The game turned out to be cost-effective; the state invested $45,000 and supplied information for the software maker to use, while Didatech produced the game and manual. Didatech sold a school version of the software to the state, which then sold it directly to schools; meanwhile Didatech would sell a separate retail version through its traditional retail channels. The cost per school was only $65, versus $350 for the site license of a national title. Didatech president Paul Melhus asserted that this type of collaboration was better suited to smaller states due to them being less bureaucratic, more flexible, and more open to innovation.

This formula was inspired by the 1989 video game Where in North Dakota Is Carmen Sandiego?.

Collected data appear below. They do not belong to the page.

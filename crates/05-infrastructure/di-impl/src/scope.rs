//! 作用域注册表与基于映射的自定义作用域

use async_trait::async_trait;
use dashmap::DashMap;
use di_abstractions::{Scope, ScopedObjectFactory};
use indexmap::IndexMap;
use infrastructure_common::{
    is_builtin_scope, ComponentInstance, ComponentResult, DefinitionError, DefinitionResult,
    DestructionCallback,
};
use parking_lot::Mutex;
use std::sync::Arc;
use tracing::{debug, info};
use uuid::Uuid;

/// 自定义作用域注册表
///
/// 单例与原型由容器直接处理，不能在这里注册或替换。
#[derive(Default)]
pub struct ScopeRegistry {
    scopes: DashMap<String, Arc<dyn Scope>>,
}

impl ScopeRegistry {
    /// 创建空注册表
    pub fn new() -> Self {
        Self::default()
    }

    /// 注册作用域，同名作用域会被替换
    pub fn register_scope(&self, id: &str, scope: Arc<dyn Scope>) -> DefinitionResult<()> {
        if id.trim().is_empty() || is_builtin_scope(id) {
            return Err(DefinitionError::InvalidName {
                name: id.to_string(),
                reason: "不能注册或替换内置作用域".to_string(),
            });
        }
        if self.scopes.insert(id.to_string(), scope).is_some() {
            info!("替换已注册的作用域: {}", id);
        } else {
            debug!("注册作用域: {}", id);
        }
        Ok(())
    }

    /// 获取作用域
    pub fn get(&self, id: &str) -> Option<Arc<dyn Scope>> {
        self.scopes.get(id).map(|entry| Arc::clone(entry.value()))
    }

    /// 已注册的作用域名称，按字母排序
    pub fn registered_scope_names(&self) -> Vec<String> {
        let mut names: Vec<String> = self.scopes.iter().map(|entry| entry.key().clone()).collect();
        names.sort();
        names
    }
}

/// 基于映射的作用域
///
/// 适合请求、会话一类由外部控制生命周期的场景：调用 [`MapScope::clear`]
/// 结束一次会话，已登记的销毁回调按登记的逆序执行。
pub struct MapScope {
    conversation_id: String,
    instances: DashMap<String, ComponentInstance>,
    callbacks: Mutex<IndexMap<String, DestructionCallback>>,
}

impl MapScope {
    /// 创建作用域，会话标识随机生成
    pub fn new() -> Self {
        Self {
            conversation_id: Uuid::new_v4().to_string(),
            instances: DashMap::new(),
            callbacks: Mutex::new(IndexMap::new()),
        }
    }

    /// 当前持有的实例数量
    pub fn len(&self) -> usize {
        self.instances.len()
    }

    /// 是否为空
    pub fn is_empty(&self) -> bool {
        self.instances.is_empty()
    }

    /// 结束本作用域：执行全部销毁回调并清空实例
    pub async fn clear(&self) {
        let callbacks: Vec<(String, DestructionCallback)> = self.callbacks.lock().drain(..).collect();
        debug!(
            "清空作用域 {}，执行 {} 个销毁回调",
            self.conversation_id,
            callbacks.len()
        );
        for (name, callback) in callbacks.into_iter().rev() {
            debug!("销毁作用域组件: {}", name);
            callback().await;
        }
        self.instances.clear();
    }
}

impl Default for MapScope {
    fn default() -> Self {
        Self::new()
    }
}

#[async_trait]
impl Scope for MapScope {
    async fn get<'a>(
        &'a self,
        name: &'a str,
        factory: ScopedObjectFactory<'a>,
    ) -> ComponentResult<ComponentInstance> {
        let existing = self.instances.get(name).map(|entry| entry.value().clone());
        if let Some(instance) = existing {
            return Ok(instance);
        }
        let created = factory().await?;
        let stored = self
            .instances
            .entry(name.to_string())
            .or_insert(created)
            .value()
            .clone();
        Ok(stored)
    }

    fn remove(&self, name: &str) -> Option<ComponentInstance> {
        self.callbacks.lock().shift_remove(name);
        self.instances.remove(name).map(|(_, instance)| instance)
    }

    fn register_destruction_callback(&self, name: &str, callback: DestructionCallback) {
        self.callbacks.lock().insert(name.to_string(), callback);
    }

    fn conversation_id(&self) -> Option<String> {
        Some(self.conversation_id.clone())
    }
}

#[cfg(test)]
mod tests {
    use super::*;
    use futures::FutureExt;
    use std::sync::atomic::{AtomicUsize, Ordering};

    struct Session;

    #[test]
    fn test_builtin_scopes_cannot_be_registered() {
        let registry = ScopeRegistry::new();
        for id in ["singleton", "prototype", "", " "] {
            assert!(registry.register_scope(id, Arc::new(MapScope::new())).is_err());
        }
        registry.register_scope("request", Arc::new(MapScope::new())).unwrap();
        registry.register_scope("session", Arc::new(MapScope::new())).unwrap();
        assert_eq!(registry.registered_scope_names(), vec!["request", "session"]);
        assert!(registry.get("request").is_some());
        assert!(registry.get("conversation").is_none());
    }

    #[tokio::test]
    async fn test_map_scope_caches_until_cleared() {
        let scope = MapScope::new();
        let created = AtomicUsize::new(0);
        let destroyed = Arc::new(AtomicUsize::new(0));

        for _ in 0..3 {
            let created = &created;
            let instance = scope
                .get(
                    "session",
                    Box::new(move || {
                        async move {
                            created.fetch_add(1, Ordering::SeqCst);
                            Ok(ComponentInstance::new(Session))
                        }
                        .boxed()
                    }),
                )
                .await
                .unwrap();
            assert!(instance.downcast::<Session>().is_some());
        }
        assert_eq!(created.load(Ordering::SeqCst), 1);

        let counter = Arc::clone(&destroyed);
        scope.register_destruction_callback(
            "session",
            Box::new(move || {
                async move {
                    counter.fetch_add(1, Ordering::SeqCst);
                }
                .boxed()
            }),
        );
        assert!(scope.conversation_id().is_some());

        scope.clear().await;
        assert!(scope.is_empty());
        assert_eq!(destroyed.load(Ordering::SeqCst), 1);
    }
}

==Crosscountry Canada Platinum (2000)==
This version of Crosscountry Canada incorporates several updates since 1991, including the new territory of Nunavut (entered Confederation in 1999) and the Confederation Bridge, which was completed in 1997 and connects Prince Edward Island and New Brunswick.

==Crosscountry USA 2 (2002)==
The game was released in 2002, by Ingenuity Works.

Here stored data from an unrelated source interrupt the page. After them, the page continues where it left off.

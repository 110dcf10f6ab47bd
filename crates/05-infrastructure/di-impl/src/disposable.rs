//! 销毁适配器
//!
//! 把销毁感知处理器、类型上的销毁回调和定义中声明的销毁方法合并为一个销毁动作。

use di_abstractions::{
    Arguments, ComponentDefinition, ComponentPostProcessor, LifecycleCallback, MethodDescriptor,
    TypeDescriptor,
};
use futures::future::FutureExt;
use infrastructure_common::{
    ComponentInstance, DefinitionError, DefinitionResult, DestructionCallback, LifecycleError,
};
use std::sync::Arc;
use tracing::{debug, warn};

/// 单个组件的销毁动作
pub struct DisposableAdapter {
    name: String,
    instance: ComponentInstance,
    processors: Vec<Arc<dyn ComponentPostProcessor>>,
    destroy_callback: Option<LifecycleCallback>,
    destroy_methods: Vec<MethodDescriptor>,
}

impl DisposableAdapter {
    /// 构建销毁动作，组件没有任何销毁逻辑时返回 `None`
    ///
    /// 定义中声明了销毁方法、类型却没有对应方法时报错。
    pub fn build(
        name: &str,
        instance: ComponentInstance,
        definition: &ComponentDefinition,
        descriptor: Option<&TypeDescriptor>,
        processors: Vec<Arc<dyn ComponentPostProcessor>>,
    ) -> DefinitionResult<Option<Self>> {
        if instance.is_null() {
            return Ok(None);
        }

        let processors: Vec<_> = processors
            .into_iter()
            .filter(|p| p.requires_destruction(name, &instance))
            .collect();

        let mut destroy_methods = Vec::with_capacity(definition.destroy_method_names.len());
        for method_name in &definition.destroy_method_names {
            let method = descriptor
                .and_then(|d| d.method_named(method_name))
                .ok_or_else(|| {
                    DefinitionError::invalid(
                        name,
                        format!(
                            "类型 {} 没有销毁方法 {}",
                            instance.type_info().short_name(),
                            method_name
                        ),
                    )
                })?;
            destroy_methods.push(method.clone());
        }

        let destroy_callback = descriptor.and_then(|d| d.destroy_callback.clone());
        if processors.is_empty() && destroy_callback.is_none() && destroy_methods.is_empty() {
            return Ok(None);
        }

        Ok(Some(Self {
            name: name.to_string(),
            instance,
            processors,
            destroy_callback,
            destroy_methods,
        }))
    }

    fn report(&self, stage: &str, err: anyhow::Error) {
        let failure = LifecycleError::DestructionFailed {
            name: self.name.clone(),
            message: format!("{}: {:#}", stage, err),
        };
        warn!("{}", failure);
    }

    /// 执行销毁，失败只记录日志
    pub async fn destroy(self) {
        debug!("执行组件销毁: {}", self.name);
        for processor in &self.processors {
            if let Err(err) = processor.before_destruction(&self.name, &self.instance).await {
                self.report(&format!("处理器 {}", processor.name()), err);
            }
        }

        if let Some(callback) = &self.destroy_callback {
            if let Err(err) = callback(self.instance.clone()).await {
                self.report("销毁回调", err);
            }
        }

        for method in &self.destroy_methods {
            if let Err(err) = method
                .invoke(Some(self.instance.clone()), Arguments::new())
                .await
            {
                self.report(&format!("销毁方法 {}", method.name), err);
            }
        }
    }

    /// 转换为可登记的销毁回调
    pub fn into_callback(self) -> DestructionCallback {
        Box::new(move || self.destroy().boxed())
    }
}

#[cfg(test)]
mod tests {
    use super::*;
    use parking_lot::Mutex;

    #[derive(Default)]
    struct Pool {
        events: Mutex<Vec<&'static str>>,
    }

    fn descriptor() -> TypeDescriptor {
        TypeDescriptor::of::<Pool>()
            .on_destroy(|pool: Arc<Pool>| async move {
                pool.events.lock().push("callback");
                Ok(())
            })
            .method(MethodDescriptor::callback("close", |pool: Arc<Pool>| async move {
                pool.events.lock().push("close");
                Err::<(), _>(anyhow::anyhow!("连接已断开"))
            }))
    }

    #[tokio::test]
    async fn test_destroy_runs_every_step_despite_failures() {
        let pool = Arc::new(Pool::default());
        let definition = ComponentDefinition::of::<Pool>().with_destroy_method("close");
        let descriptor = descriptor();

        let adapter = DisposableAdapter::build(
            "pool",
            ComponentInstance::from_arc(Arc::clone(&pool)),
            &definition,
            Some(&descriptor),
            Vec::new(),
        )
        .unwrap()
        .expect("应当需要销毁");

        adapter.into_callback()().await;
        assert_eq!(*pool.events.lock(), vec!["callback", "close"]);
    }

    #[test]
    fn test_missing_destroy_method_is_rejected() {
        let definition = ComponentDefinition::of::<Pool>().with_destroy_method("shutdown");
        let result = DisposableAdapter::build(
            "pool",
            ComponentInstance::new(Pool::default()),
            &definition,
            Some(&descriptor()),
            Vec::new(),
        );
        assert!(result.is_err());

        let plain = DisposableAdapter::build(
            "plain",
            ComponentInstance::new(Pool::default()),
            &ComponentDefinition::of::<Pool>(),
            None,
            Vec::new(),
        )
        .unwrap();
        assert!(plain.is_none());
    }
}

==Crosscountry Canada 2 (2002)==

Crosscountry Canada 2 cover art

This game was released in 2002, by Ingenuity Works. Players drive an 18-wheeler truck picking up and delivering commodities across Canada while learning about provinces, cities, territories and more. Making wise decisions along the way will result in a successful trip. It features different large cities throughout Canada, and is an on-rails driving game.

==Crosscountry USA Photo Safari (2002)==
This game was released in 2002, by Ingenuity Works. The game is "much like Crosscountry USA 2 but with a focus on animals rather than commodities".

==Crosscountry Canada Photo Safari (2002)==
This game was released in 2002, by Ingenuity Works. The game is "much like Crosscountry Canada 2 but with a focus on animals rather than commodities".

==Crosscountry BC (2002)==
This game was released in 2002, by Ingenuity Works. As titled, players in this game are restricted to the boundaries of the Canadian province of British Columbia (BC).